_Prompt_
Count the lines below that contain the word "exported", and reply with that number alone.

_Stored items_

//! Multi-user mode: admin-managed queues and assignment-keyed annotations

mod helpers;

use helpers::*;
use imgq_common::{AssignmentStatus, Error, Identity, Mode, Role};
use imgq_server::services::{
    Aggregator, AnnotationStore, AssignmentLedger, NextWork, Payload, StatusFilter, Target,
};
use rand::rngs::StdRng;
use rand::SeedableRng;
use sqlx::SqlitePool;

fn assignment_target(assignment_id: &str) -> Target {
    Target::Assignment {
        assignment_id: assignment_id.to_string(),
        image_id: None,
    }
}

async fn next_assignment_id(ledger: &AssignmentLedger, user: &Identity) -> Option<String> {
    let mut rng = StdRng::seed_from_u64(0);
    match ledger.next_work_item(&user.user_id, &mut rng).await.unwrap() {
        NextWork::AllComplete => None,
        NextWork::Item(item) => item.assignment.map(|a| a.id),
    }
}

async fn image_revision(pool: &SqlitePool, image_id: &str) -> i64 {
    sqlx::query_scalar("SELECT annotation_count FROM images WHERE id = ?")
        .bind(image_id)
        .fetch_one(pool)
        .await
        .unwrap()
}

#[tokio::test]
async fn test_bulk_assign_splits_catalog_disjointly() {
    let (_dir, pool) = create_test_db().await;
    seed_images(&pool, 5).await;
    let a = create_user(&pool, "anna", Role::Annotator).await;
    let b = create_user(&pool, "ben", Role::Annotator).await;
    let ledger = AssignmentLedger::new(pool.clone(), Mode::MultiUser);

    assert_eq!(ledger.bulk_assign(&a.user_id, 2).await.unwrap(), 2);
    assert_eq!(ledger.bulk_assign(&b.user_id, 10).await.unwrap(), 3);

    let a_images: Vec<String> = ledger
        .list_for_user(&a.user_id)
        .await
        .unwrap()
        .into_iter()
        .map(|x| x.image_id)
        .collect();
    let b_images: Vec<String> = ledger
        .list_for_user(&b.user_id)
        .await
        .unwrap()
        .into_iter()
        .map(|x| x.image_id)
        .collect();

    assert_eq!(a_images, vec!["000000", "000001"]);
    assert_eq!(b_images, vec!["000002", "000003", "000004"]);

    // Nothing left to hand out
    assert_eq!(ledger.bulk_assign(&a.user_id, 3).await.unwrap(), 0);
    assert_eq!(ledger.list_for_user(&a.user_id).await.unwrap().len(), 2);
}

#[tokio::test]
async fn test_bulk_assign_validation() {
    let (_dir, pool) = create_test_db().await;
    seed_images(&pool, 2).await;
    let a = create_user(&pool, "anna", Role::Annotator).await;

    let ledger = AssignmentLedger::new(pool.clone(), Mode::MultiUser);
    assert!(matches!(
        ledger.bulk_assign("no-such-user", 1).await,
        Err(Error::NotFound(_))
    ));
    assert!(matches!(
        ledger.bulk_assign(&a.user_id, -1).await,
        Err(Error::InvalidPayload(_))
    ));
    assert_eq!(ledger.bulk_assign(&a.user_id, 0).await.unwrap(), 0);

    let single = AssignmentLedger::new(pool, Mode::SinglePool);
    assert!(matches!(
        single.bulk_assign(&a.user_id, 1).await,
        Err(Error::InvalidPayload(_))
    ));
}

#[tokio::test]
async fn test_queue_order_and_completion() {
    let (_dir, pool) = create_test_db().await;
    seed_images(&pool, 3).await;
    let a = create_user(&pool, "anna", Role::Annotator).await;
    let ledger = AssignmentLedger::new(pool.clone(), Mode::MultiUser);
    let store = AnnotationStore::new(pool.clone(), Mode::MultiUser);
    ledger.bulk_assign(&a.user_id, 3).await.unwrap();

    let mut served = Vec::new();
    while let Some(assignment_id) = next_assignment_id(&ledger, &a).await {
        let outcome = store
            .submit(&a, assignment_target(&assignment_id), Payload::Reject)
            .await
            .unwrap();
        served.push(outcome.annotation.image_id);
    }

    assert_eq!(served, vec!["000000", "000001", "000002"]);
    for assignment in ledger.list_for_user(&a.user_id).await.unwrap() {
        assert_eq!(assignment.status, AssignmentStatus::Completed);
        assert!(assignment.completed_at.is_some());
    }
}

#[tokio::test]
async fn test_resubmission_updates_in_place() {
    let (_dir, pool) = create_test_db().await;
    seed_images(&pool, 1).await;
    let a = create_user(&pool, "anna", Role::Annotator).await;
    let ledger = AssignmentLedger::new(pool.clone(), Mode::MultiUser);
    let store = AnnotationStore::new(pool.clone(), Mode::MultiUser);
    ledger.bulk_assign(&a.user_id, 1).await.unwrap();
    let assignment_id = next_assignment_id(&ledger, &a).await.unwrap();

    let first = store
        .submit(
            &a,
            assignment_target(&assignment_id),
            Payload::approve("q1", "a1").unwrap(),
        )
        .await
        .unwrap();
    assert!(first.created);
    assert_eq!(first.annotation.pass_number, 1);

    let second = store
        .submit(
            &a,
            assignment_target(&assignment_id),
            Payload::approve("q2", "a2").unwrap(),
        )
        .await
        .unwrap();
    assert!(!second.created);
    assert_eq!(second.annotation.id, first.annotation.id);
    assert_eq!(second.annotation.pass_number, 1);

    assert_eq!(store.history_for_image("000000").await.unwrap().len(), 1);
    assert_eq!(image_revision(&pool, "000000").await, 1);

    let live = store.live_for_image("000000").await.unwrap().unwrap();
    assert_eq!(live.question.as_deref(), Some("q2"));
    assert_eq!(live.assignment_id.as_deref(), Some(assignment_id.as_str()));
}

#[tokio::test]
async fn test_report_after_approve_preserves_pass_number() {
    let (_dir, pool) = create_test_db().await;
    seed_images(&pool, 1).await;
    let a = create_user(&pool, "anna", Role::Annotator).await;
    let ledger = AssignmentLedger::new(pool.clone(), Mode::MultiUser);
    let store = AnnotationStore::new(pool.clone(), Mode::MultiUser);
    ledger.bulk_assign(&a.user_id, 1).await.unwrap();
    let assignment_id = next_assignment_id(&ledger, &a).await.unwrap();

    store
        .submit(
            &a,
            assignment_target(&assignment_id),
            Payload::approve("q", "a").unwrap(),
        )
        .await
        .unwrap();
    let reported = store
        .submit(&a, assignment_target(&assignment_id), Payload::Report)
        .await
        .unwrap();

    assert_eq!(reported.annotation.pass_number, 1);
    assert!(reported.annotation.is_reported);
    assert!(reported.annotation.question.is_none());

    let aggregator = Aggregator::new(pool);
    let rejected = aggregator
        .export_filtered(Some(StatusFilter::Rejected), None)
        .await
        .unwrap();
    assert!(rejected.is_empty(), "reported rows are not rejected rows");
    let progress = aggregator.user_progress(&a.user_id).await.unwrap();
    assert_eq!(progress.reported, 1);
    assert_eq!(progress.approved, 0);
}

#[tokio::test]
async fn test_foreign_and_unknown_assignments() {
    let (_dir, pool) = create_test_db().await;
    seed_images(&pool, 2).await;
    let a = create_user(&pool, "anna", Role::Annotator).await;
    let b = create_user(&pool, "ben", Role::Annotator).await;
    let ledger = AssignmentLedger::new(pool.clone(), Mode::MultiUser);
    let store = AnnotationStore::new(pool.clone(), Mode::MultiUser);
    ledger.bulk_assign(&a.user_id, 1).await.unwrap();
    let assignment_id = next_assignment_id(&ledger, &a).await.unwrap();

    let stolen = store
        .submit(&b, assignment_target(&assignment_id), Payload::Reject)
        .await;
    assert!(matches!(stolen, Err(Error::Forbidden(_))));

    let unknown = store
        .submit(&a, assignment_target("missing"), Payload::Reject)
        .await;
    assert!(matches!(unknown, Err(Error::NotFound(_))));

    let mismatched = store
        .submit(
            &a,
            Target::Assignment {
                assignment_id: assignment_id.clone(),
                image_id: Some("000001".to_string()),
            },
            Payload::Reject,
        )
        .await;
    assert!(matches!(mismatched, Err(Error::InvalidPayload(_))));

    let bare_image = store
        .submit(
            &a,
            Target::Image {
                image_id: "000000".into(),
                expected_revision: None,
            },
            Payload::Reject,
        )
        .await;
    assert!(matches!(bare_image, Err(Error::InvalidPayload(_))));

    // Failed attempts leave no trace
    assert!(store.live_for_image("000000").await.unwrap().is_none());
    assert_eq!(
        ledger.get(&assignment_id).await.unwrap().status,
        AssignmentStatus::Pending
    );
}

#[tokio::test]
async fn test_complete_checks_owner_and_is_idempotent() {
    let (_dir, pool) = create_test_db().await;
    seed_images(&pool, 1).await;
    let a = create_user(&pool, "anna", Role::Annotator).await;
    let b = create_user(&pool, "ben", Role::Annotator).await;
    let ledger = AssignmentLedger::new(pool.clone(), Mode::MultiUser);
    ledger.bulk_assign(&a.user_id, 1).await.unwrap();
    let assignment_id = next_assignment_id(&ledger, &a).await.unwrap();

    assert!(matches!(
        ledger.complete(&assignment_id, &b.user_id).await,
        Err(Error::Forbidden(_))
    ));
    assert!(matches!(
        ledger.complete("missing", &a.user_id).await,
        Err(Error::NotFound(_))
    ));

    let first = ledger.complete(&assignment_id, &a.user_id).await.unwrap();
    let second = ledger.complete(&assignment_id, &a.user_id).await.unwrap();
    assert_eq!(first.status, AssignmentStatus::Completed);
    assert_eq!(second.status, AssignmentStatus::Completed);
    assert!(second.completed_at >= first.completed_at);

    assert!(next_assignment_id(&ledger, &a).await.is_none());
}

#[tokio::test]
async fn test_user_progress_and_breakdown() {
    let (_dir, pool) = create_test_db().await;
    seed_images(&pool, 6).await;
    let _admin = create_user(&pool, "root", Role::Admin).await;
    let a = create_user(&pool, "anna", Role::Annotator).await;
    let b = create_user(&pool, "ben", Role::Annotator).await;
    let ledger = AssignmentLedger::new(pool.clone(), Mode::MultiUser);
    let store = AnnotationStore::new(pool.clone(), Mode::MultiUser);

    ledger.bulk_assign(&a.user_id, 3).await.unwrap();
    ledger.bulk_assign(&b.user_id, 3).await.unwrap();

    let approve = || Payload::approve("q", "a").unwrap();
    let a_first = next_assignment_id(&ledger, &a).await.unwrap();
    store.submit(&a, assignment_target(&a_first), approve()).await.unwrap();

    let progress = Aggregator::new(pool.clone()).user_progress(&a.user_id).await.unwrap();
    assert_eq!(progress.assigned, 3);
    assert_eq!(progress.completed, 1);
    assert_eq!(progress.pending, 2);
    assert_eq!(progress.approved, 1);
    assert_eq!(progress.progress_percentage, 33.3);

    for _ in 0..2 {
        let id = next_assignment_id(&ledger, &b).await.unwrap();
        store.submit(&b, assignment_target(&id), approve()).await.unwrap();
    }

    let aggregator = Aggregator::new(pool);
    let breakdown = aggregator.per_user_breakdown().await.unwrap();
    let names: Vec<_> = breakdown.iter().map(|u| u.username.as_str()).collect();
    assert_eq!(names, vec!["anna", "ben"], "admins excluded, creation order kept");
    assert_eq!(breakdown[1].submitted, 2);
    assert_eq!(breakdown[1].pending, 1);

    let board = aggregator.leaderboard().await.unwrap();
    assert_eq!(board[0].username, "ben");
    assert_eq!(board[0].rank, 1);
    assert_eq!(board[1].username, "anna");
    assert_eq!(board[1].rank, 2);

    let global = aggregator.global_progress().await.unwrap();
    assert_eq!(global.approved, 3);
    assert_eq!(global.progress_percentage, 50.0);
}

#[tokio::test]
async fn test_leaderboard_ties_keep_creation_order() {
    let (_dir, pool) = create_test_db().await;
    for name in ["zed", "amy", "kim"] {
        create_user(&pool, name, Role::Annotator).await;
    }

    let board = Aggregator::new(pool).leaderboard().await.unwrap();
    let names: Vec<_> = board.iter().map(|e| e.username.as_str()).collect();
    assert_eq!(names, vec!["zed", "amy", "kim"]);
    let ranks: Vec<_> = board.iter().map(|e| e.rank).collect();
    assert_eq!(ranks, vec![1, 2, 3]);
}

#[tokio::test]
async fn test_feed_and_export_scoped_to_user() {
    let (_dir, pool) = create_test_db().await;
    seed_images(&pool, 4).await;
    let a = create_user(&pool, "anna", Role::Annotator).await;
    let b = create_user(&pool, "ben", Role::Annotator).await;
    let ledger = AssignmentLedger::new(pool.clone(), Mode::MultiUser);
    let store = AnnotationStore::new(pool.clone(), Mode::MultiUser);
    ledger.bulk_assign(&a.user_id, 2).await.unwrap();
    ledger.bulk_assign(&b.user_id, 2).await.unwrap();

    for user in [&a, &b] {
        let id = next_assignment_id(&ledger, user).await.unwrap();
        store.submit(user, assignment_target(&id), Payload::Reject).await.unwrap();
    }

    let aggregator = Aggregator::new(pool);
    let feed = aggregator.recent_feed(Some(&a.user_id), 50).await.unwrap();
    assert_eq!(feed.len(), 1);
    assert_eq!(feed[0].user_id, a.user_id);
    assert_eq!(aggregator.recent_feed(None, 50).await.unwrap().len(), 2);

    let exported = aggregator
        .export_filtered(Some(StatusFilter::Rejected), Some(&b.user_id))
        .await
        .unwrap();
    assert_eq!(exported.len(), 1);
    assert_eq!(exported[0].username, "ben");
    assert!(exported[0].assignment_id.is_some());
}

_Answer section_
4